» PROBLEM TO SOLVE: Repeat the stretch of entries below from the line with "session has expired." through the line with "#![allow(dead_code)]". Include both ends and add nothing.

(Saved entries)
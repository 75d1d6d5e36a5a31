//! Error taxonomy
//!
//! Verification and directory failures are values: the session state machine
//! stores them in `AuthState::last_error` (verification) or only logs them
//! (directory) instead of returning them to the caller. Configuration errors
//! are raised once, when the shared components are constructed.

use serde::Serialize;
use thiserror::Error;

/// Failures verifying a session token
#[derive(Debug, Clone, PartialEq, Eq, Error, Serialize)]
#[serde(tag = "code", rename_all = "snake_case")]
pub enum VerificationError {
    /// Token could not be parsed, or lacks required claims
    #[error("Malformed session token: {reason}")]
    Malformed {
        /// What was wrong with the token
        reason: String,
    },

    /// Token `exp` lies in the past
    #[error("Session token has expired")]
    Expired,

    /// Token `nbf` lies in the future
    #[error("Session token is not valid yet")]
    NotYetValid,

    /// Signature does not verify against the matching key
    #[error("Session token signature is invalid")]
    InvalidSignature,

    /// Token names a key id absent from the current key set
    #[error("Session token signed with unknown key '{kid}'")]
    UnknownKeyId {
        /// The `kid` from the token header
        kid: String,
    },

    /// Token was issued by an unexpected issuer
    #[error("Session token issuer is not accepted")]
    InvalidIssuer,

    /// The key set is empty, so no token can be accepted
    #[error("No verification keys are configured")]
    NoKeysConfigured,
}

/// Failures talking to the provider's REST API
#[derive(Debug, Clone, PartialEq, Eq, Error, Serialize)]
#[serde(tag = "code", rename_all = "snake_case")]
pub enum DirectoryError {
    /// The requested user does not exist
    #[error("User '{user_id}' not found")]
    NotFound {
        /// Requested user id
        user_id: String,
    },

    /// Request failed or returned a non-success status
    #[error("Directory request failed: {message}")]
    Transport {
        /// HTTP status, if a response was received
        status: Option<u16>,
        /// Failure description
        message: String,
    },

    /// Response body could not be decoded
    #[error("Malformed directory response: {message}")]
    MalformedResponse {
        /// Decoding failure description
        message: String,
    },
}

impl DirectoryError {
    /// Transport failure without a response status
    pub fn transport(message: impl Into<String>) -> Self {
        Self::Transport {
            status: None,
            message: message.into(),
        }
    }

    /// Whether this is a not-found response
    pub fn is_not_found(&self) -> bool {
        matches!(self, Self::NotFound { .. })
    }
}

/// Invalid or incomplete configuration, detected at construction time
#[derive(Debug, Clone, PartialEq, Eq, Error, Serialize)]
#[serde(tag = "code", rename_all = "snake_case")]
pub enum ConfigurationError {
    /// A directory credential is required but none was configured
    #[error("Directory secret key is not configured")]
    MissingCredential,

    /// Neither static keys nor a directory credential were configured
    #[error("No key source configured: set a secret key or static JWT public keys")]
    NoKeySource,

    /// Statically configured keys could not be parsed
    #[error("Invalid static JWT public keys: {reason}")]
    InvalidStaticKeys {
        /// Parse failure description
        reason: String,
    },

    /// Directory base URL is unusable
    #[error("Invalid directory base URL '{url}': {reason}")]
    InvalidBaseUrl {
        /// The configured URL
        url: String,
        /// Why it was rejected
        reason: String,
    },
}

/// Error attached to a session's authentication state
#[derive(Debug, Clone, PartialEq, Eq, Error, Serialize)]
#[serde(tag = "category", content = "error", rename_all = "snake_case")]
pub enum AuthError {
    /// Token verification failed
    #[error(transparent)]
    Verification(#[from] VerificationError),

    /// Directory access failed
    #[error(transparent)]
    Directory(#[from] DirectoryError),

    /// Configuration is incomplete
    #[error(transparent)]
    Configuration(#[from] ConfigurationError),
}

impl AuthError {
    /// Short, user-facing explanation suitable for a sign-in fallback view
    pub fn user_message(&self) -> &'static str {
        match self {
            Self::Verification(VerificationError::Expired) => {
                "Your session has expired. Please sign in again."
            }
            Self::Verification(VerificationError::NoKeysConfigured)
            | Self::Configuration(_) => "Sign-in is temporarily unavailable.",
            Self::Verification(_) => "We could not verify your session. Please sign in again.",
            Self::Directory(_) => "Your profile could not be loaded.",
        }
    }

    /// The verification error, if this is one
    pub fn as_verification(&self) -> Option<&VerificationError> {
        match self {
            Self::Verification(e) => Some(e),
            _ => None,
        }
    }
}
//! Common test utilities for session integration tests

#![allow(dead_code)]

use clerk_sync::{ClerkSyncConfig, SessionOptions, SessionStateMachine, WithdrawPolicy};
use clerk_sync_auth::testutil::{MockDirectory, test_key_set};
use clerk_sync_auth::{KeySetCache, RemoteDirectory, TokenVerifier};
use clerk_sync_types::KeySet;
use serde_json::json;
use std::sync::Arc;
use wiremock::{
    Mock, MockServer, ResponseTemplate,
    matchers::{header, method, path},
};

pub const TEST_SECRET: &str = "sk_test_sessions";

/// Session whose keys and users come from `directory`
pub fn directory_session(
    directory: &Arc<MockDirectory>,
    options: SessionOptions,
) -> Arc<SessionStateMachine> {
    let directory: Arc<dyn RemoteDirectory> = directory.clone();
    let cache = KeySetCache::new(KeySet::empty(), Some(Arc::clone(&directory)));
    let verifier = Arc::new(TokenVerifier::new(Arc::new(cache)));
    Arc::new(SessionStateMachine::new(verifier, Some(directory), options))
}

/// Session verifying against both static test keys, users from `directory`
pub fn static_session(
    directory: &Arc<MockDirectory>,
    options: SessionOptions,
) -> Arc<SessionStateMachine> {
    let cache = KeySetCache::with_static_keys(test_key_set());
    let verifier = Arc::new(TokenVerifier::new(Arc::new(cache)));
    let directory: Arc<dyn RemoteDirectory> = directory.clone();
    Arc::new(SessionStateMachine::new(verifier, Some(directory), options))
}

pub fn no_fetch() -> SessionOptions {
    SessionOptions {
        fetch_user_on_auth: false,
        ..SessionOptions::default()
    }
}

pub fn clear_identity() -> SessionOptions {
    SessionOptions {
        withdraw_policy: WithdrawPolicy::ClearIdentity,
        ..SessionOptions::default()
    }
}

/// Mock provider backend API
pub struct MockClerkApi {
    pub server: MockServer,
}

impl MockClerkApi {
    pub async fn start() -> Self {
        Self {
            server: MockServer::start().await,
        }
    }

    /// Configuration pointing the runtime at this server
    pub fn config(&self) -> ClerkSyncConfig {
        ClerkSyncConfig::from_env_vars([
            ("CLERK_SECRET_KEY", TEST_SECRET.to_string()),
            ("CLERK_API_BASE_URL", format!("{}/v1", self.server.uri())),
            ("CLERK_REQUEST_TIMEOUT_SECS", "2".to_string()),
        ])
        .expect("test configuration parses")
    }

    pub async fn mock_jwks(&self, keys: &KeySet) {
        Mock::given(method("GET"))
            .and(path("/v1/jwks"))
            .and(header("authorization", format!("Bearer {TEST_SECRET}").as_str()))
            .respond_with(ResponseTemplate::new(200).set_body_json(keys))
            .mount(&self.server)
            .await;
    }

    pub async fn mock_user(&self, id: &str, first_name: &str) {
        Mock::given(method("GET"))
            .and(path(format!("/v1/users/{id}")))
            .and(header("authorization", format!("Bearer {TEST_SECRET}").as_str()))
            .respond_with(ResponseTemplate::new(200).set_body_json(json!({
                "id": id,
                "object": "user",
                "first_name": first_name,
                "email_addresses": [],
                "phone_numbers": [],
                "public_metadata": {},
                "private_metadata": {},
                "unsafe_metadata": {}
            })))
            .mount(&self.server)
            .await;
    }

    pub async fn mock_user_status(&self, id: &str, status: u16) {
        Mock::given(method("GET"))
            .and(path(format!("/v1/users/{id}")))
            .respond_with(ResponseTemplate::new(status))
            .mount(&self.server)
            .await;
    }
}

» COMPLETED EXERCISE:
                "Your session has expired. Please sign in again."
            }
            Self::Verification(VerificationError::NoKeysConfigured)
            | Self::Configuration(_) => "Sign-in is temporarily unavailable.",
            Self::Verification(_) => "We could not verify your session. Please sign in again.",
            Self::Directory(_) => "Your profile could not be loaded.",
        }
    }

    /// The verification error, if this is one
    pub fn as_verification(&self) -> Option<&VerificationError> {
        match self {
            Self::Verification(e) => Some(e),
            _ => None,
        }
    }
}
//! Common test utilities for session integration tests

#![allow(dead_code)]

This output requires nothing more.